■ **Problem**
Find the line with "used when unset" in the records below. Copy it and every line after it, up to and including the line with "connector = connector.with_setup_timeout(timeout);".

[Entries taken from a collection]
——————
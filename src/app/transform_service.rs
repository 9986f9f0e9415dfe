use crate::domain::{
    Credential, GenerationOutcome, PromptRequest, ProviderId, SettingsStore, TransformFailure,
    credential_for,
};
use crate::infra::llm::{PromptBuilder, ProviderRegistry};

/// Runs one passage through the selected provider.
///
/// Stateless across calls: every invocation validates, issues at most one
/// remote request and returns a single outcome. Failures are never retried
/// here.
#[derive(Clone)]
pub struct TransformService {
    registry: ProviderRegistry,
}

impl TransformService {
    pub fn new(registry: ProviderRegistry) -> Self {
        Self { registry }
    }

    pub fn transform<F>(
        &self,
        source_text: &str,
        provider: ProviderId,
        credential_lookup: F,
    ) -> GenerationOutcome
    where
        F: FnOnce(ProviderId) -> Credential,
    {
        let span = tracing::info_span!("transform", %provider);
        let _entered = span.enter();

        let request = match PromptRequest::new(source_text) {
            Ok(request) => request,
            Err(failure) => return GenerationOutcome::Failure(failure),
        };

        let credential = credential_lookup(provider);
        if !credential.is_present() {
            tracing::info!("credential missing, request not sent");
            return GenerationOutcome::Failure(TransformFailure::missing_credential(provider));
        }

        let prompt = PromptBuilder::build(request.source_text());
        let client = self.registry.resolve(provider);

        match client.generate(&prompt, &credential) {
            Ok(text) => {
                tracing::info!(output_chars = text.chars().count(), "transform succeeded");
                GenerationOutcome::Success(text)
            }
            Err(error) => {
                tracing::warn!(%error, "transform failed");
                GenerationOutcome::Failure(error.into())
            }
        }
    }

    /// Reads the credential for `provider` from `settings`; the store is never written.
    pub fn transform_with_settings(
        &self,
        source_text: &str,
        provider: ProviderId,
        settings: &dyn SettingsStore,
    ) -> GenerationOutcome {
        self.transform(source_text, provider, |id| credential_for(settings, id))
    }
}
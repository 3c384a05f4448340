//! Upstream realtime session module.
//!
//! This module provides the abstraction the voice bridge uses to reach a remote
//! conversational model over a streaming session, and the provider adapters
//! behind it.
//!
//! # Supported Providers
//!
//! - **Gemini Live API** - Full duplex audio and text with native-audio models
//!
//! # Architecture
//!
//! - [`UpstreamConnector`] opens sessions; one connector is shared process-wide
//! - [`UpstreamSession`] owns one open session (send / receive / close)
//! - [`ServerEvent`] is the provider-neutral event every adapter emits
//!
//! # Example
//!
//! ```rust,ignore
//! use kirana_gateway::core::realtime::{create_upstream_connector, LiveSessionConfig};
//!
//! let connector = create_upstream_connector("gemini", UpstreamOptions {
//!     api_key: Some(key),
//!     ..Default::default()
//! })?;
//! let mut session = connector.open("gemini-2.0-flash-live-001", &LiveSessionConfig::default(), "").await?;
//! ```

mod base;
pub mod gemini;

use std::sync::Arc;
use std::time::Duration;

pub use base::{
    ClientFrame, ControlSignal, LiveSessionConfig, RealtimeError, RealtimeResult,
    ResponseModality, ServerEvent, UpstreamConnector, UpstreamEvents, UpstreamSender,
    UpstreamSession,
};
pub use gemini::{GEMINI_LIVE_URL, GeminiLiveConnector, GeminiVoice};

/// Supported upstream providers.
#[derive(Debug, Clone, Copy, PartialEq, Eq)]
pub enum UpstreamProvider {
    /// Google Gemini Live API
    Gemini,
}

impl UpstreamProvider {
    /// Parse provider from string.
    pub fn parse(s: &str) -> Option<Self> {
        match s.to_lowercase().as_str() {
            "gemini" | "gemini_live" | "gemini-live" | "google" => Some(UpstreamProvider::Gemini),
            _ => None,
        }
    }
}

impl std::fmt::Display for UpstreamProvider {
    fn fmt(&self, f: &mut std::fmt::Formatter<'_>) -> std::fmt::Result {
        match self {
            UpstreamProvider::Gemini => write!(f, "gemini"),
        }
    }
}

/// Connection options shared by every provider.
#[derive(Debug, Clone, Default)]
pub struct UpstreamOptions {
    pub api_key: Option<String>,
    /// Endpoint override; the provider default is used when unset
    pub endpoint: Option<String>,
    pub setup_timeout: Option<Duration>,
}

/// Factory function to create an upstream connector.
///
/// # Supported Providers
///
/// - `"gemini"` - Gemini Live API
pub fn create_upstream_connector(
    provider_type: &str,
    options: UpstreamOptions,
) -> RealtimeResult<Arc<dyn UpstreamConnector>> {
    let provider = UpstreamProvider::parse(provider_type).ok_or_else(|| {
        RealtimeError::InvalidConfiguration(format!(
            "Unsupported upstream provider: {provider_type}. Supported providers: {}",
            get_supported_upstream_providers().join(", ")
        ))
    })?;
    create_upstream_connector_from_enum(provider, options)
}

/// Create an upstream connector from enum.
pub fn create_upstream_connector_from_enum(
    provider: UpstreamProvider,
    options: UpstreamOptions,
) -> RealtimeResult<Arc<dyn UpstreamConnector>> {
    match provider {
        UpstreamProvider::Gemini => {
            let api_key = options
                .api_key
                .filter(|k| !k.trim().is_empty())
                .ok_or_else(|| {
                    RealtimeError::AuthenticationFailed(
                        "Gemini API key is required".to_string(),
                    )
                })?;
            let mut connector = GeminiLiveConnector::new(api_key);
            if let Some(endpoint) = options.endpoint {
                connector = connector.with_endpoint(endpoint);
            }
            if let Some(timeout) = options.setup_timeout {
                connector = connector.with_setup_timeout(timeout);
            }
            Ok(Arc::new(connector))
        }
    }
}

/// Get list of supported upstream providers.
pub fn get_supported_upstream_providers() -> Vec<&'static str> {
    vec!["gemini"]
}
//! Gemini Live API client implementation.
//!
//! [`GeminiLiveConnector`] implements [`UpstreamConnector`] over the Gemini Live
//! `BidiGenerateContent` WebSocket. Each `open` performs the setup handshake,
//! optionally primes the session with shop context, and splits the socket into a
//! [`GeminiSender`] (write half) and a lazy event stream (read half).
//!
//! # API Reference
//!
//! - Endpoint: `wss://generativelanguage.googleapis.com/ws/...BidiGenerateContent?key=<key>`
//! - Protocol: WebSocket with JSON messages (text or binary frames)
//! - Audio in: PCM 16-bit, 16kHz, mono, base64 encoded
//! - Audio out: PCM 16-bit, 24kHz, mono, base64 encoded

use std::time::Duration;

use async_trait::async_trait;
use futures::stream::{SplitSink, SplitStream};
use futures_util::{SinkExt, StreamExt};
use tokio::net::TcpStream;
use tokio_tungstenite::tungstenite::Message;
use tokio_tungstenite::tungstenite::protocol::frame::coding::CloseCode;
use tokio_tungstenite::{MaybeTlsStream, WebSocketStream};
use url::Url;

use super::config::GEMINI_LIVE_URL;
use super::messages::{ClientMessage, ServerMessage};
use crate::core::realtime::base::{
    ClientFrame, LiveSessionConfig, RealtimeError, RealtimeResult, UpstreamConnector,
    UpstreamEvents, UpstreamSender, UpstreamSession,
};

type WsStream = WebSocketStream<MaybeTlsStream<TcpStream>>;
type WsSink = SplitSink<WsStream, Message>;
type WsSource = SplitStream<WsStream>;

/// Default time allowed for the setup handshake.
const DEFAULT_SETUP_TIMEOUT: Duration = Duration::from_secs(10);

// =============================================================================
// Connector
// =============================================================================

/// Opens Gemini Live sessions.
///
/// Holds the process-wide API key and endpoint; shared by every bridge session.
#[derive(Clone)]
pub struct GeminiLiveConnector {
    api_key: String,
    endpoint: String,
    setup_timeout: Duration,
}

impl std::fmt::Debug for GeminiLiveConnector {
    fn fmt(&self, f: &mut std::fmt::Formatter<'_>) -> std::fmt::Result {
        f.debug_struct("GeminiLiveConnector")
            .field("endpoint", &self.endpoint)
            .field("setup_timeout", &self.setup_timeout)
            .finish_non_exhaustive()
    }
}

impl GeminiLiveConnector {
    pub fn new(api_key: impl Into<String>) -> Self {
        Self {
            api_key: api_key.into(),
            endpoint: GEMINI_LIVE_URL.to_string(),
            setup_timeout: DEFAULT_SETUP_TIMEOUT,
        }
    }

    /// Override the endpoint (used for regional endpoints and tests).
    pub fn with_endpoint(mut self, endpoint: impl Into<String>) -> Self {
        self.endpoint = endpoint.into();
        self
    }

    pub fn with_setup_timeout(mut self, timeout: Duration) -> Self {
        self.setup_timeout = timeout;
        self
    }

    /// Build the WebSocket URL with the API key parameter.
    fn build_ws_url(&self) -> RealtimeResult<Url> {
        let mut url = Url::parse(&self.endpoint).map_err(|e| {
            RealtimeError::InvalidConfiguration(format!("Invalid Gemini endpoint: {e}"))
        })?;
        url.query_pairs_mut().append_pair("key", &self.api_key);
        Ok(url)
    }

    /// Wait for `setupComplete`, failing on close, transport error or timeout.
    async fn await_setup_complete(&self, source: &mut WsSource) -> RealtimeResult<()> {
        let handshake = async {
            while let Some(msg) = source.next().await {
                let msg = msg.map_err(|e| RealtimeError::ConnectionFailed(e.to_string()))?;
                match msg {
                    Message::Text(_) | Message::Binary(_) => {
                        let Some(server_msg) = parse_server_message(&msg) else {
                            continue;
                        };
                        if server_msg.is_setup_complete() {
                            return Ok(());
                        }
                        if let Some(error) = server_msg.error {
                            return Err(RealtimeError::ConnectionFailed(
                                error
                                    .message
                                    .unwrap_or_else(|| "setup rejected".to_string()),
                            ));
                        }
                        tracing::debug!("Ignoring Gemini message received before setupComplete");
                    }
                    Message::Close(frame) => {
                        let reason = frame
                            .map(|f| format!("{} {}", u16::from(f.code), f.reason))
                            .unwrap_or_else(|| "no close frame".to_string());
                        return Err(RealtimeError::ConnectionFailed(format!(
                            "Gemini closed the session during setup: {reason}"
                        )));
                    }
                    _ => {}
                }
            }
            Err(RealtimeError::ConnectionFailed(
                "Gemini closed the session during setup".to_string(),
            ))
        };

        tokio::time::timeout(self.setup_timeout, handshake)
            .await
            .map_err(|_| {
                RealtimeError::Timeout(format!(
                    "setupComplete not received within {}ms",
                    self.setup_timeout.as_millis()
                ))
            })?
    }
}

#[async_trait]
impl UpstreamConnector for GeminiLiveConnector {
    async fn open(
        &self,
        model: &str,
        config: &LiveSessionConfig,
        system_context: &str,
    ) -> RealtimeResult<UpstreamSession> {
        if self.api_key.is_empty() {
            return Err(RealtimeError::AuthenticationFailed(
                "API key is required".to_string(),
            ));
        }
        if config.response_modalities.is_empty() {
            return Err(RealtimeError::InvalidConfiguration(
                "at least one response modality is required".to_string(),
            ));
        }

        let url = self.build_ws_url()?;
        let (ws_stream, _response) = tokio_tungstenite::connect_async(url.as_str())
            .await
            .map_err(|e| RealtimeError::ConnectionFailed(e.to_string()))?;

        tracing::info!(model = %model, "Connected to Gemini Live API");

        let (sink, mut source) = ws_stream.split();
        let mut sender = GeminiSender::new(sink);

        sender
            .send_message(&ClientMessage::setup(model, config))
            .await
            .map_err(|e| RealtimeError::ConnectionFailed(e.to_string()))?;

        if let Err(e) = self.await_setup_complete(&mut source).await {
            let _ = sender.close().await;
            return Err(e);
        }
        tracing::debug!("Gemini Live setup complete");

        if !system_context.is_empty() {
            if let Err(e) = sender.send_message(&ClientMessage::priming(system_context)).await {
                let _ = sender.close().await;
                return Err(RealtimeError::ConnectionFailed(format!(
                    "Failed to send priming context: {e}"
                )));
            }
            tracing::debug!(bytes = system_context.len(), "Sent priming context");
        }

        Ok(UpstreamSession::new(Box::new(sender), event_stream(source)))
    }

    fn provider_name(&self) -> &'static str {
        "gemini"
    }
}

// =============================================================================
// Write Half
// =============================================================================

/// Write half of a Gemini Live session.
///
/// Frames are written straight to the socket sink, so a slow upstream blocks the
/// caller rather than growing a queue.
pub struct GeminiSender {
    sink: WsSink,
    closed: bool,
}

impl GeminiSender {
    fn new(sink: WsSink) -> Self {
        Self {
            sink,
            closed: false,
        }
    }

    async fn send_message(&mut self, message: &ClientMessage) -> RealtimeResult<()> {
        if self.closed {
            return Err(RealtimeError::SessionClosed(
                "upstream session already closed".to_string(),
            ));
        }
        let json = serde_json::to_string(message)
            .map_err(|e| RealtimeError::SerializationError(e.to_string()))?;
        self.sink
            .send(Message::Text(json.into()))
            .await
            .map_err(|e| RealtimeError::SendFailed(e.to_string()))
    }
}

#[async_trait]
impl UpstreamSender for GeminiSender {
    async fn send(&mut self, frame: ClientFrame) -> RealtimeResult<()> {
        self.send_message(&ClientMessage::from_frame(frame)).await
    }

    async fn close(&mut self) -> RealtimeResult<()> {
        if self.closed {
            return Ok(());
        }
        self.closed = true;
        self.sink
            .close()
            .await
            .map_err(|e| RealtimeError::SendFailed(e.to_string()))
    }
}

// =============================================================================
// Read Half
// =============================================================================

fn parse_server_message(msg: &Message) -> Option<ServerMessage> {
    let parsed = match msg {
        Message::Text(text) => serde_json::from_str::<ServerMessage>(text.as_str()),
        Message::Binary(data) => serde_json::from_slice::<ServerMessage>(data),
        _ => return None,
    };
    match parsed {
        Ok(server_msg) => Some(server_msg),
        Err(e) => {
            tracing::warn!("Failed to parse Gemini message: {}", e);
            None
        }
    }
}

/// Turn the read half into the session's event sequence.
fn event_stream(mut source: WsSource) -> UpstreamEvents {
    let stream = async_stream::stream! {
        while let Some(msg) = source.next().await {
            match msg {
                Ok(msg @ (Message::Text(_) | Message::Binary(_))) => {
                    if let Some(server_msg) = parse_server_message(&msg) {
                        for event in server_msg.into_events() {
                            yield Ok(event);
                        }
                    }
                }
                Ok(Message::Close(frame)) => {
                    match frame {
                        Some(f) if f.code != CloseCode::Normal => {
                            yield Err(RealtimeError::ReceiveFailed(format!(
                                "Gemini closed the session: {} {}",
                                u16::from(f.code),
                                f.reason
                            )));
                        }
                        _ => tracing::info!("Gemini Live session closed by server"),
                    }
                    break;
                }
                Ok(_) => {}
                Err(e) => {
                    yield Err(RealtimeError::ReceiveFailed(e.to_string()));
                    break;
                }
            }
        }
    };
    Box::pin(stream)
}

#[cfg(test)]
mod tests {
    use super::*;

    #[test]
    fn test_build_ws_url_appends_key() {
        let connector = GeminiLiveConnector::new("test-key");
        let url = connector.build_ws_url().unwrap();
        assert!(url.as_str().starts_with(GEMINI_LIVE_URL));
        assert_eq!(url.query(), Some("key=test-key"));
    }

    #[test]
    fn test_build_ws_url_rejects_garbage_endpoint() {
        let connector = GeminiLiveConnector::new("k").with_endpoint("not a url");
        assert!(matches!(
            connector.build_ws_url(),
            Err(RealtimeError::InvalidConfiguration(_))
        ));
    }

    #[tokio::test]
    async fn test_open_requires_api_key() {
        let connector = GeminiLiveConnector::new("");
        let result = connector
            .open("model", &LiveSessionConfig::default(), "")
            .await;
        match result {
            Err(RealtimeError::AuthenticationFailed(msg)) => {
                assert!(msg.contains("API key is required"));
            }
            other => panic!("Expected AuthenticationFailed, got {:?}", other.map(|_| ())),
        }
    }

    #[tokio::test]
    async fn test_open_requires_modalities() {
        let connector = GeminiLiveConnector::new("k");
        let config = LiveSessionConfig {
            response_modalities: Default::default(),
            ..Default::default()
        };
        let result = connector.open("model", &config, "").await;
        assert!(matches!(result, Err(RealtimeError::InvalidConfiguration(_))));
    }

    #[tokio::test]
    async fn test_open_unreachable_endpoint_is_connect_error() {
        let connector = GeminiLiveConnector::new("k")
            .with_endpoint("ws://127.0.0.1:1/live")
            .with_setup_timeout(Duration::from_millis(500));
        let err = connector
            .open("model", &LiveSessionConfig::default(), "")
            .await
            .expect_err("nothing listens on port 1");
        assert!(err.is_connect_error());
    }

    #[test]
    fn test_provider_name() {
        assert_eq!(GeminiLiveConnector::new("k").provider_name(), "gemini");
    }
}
——————
■ **Exercise answer**
    /// Endpoint override; the provider default is used when unset
    pub endpoint: Option<String>,
    pub setup_timeout: Option<Duration>,
}

/// Factory function to create an upstream connector.
///
/// # Supported Providers
///
/// - `"gemini"` - Gemini Live API
pub fn create_upstream_connector(
    provider_type: &str,
    options: UpstreamOptions,
) -> RealtimeResult<Arc<dyn UpstreamConnector>> {
    let provider = UpstreamProvider::parse(provider_type).ok_or_else(|| {
        RealtimeError::InvalidConfiguration(format!(
            "Unsupported upstream provider: {provider_type}. Supported providers: {}",
            get_supported_upstream_providers().join(", ")
        ))
    })?;
    create_upstream_connector_from_enum(provider, options)
}

/// Create an upstream connector from enum.
pub fn create_upstream_connector_from_enum(
    provider: UpstreamProvider,
    options: UpstreamOptions,
) -> RealtimeResult<Arc<dyn UpstreamConnector>> {
    match provider {
        UpstreamProvider::Gemini => {
            let api_key = options
                .api_key
                .filter(|k| !k.trim().is_empty())
                .ok_or_else(|| {
                    RealtimeError::AuthenticationFailed(
                        "Gemini API key is required".to_string(),
                    )
                })?;
            let mut connector = GeminiLiveConnector::new(api_key);
            if let Some(endpoint) = options.endpoint {
                connector = connector.with_endpoint(endpoint);
            }
            if let Some(timeout) = options.setup_timeout {
                connector = connector.with_setup_timeout(timeout);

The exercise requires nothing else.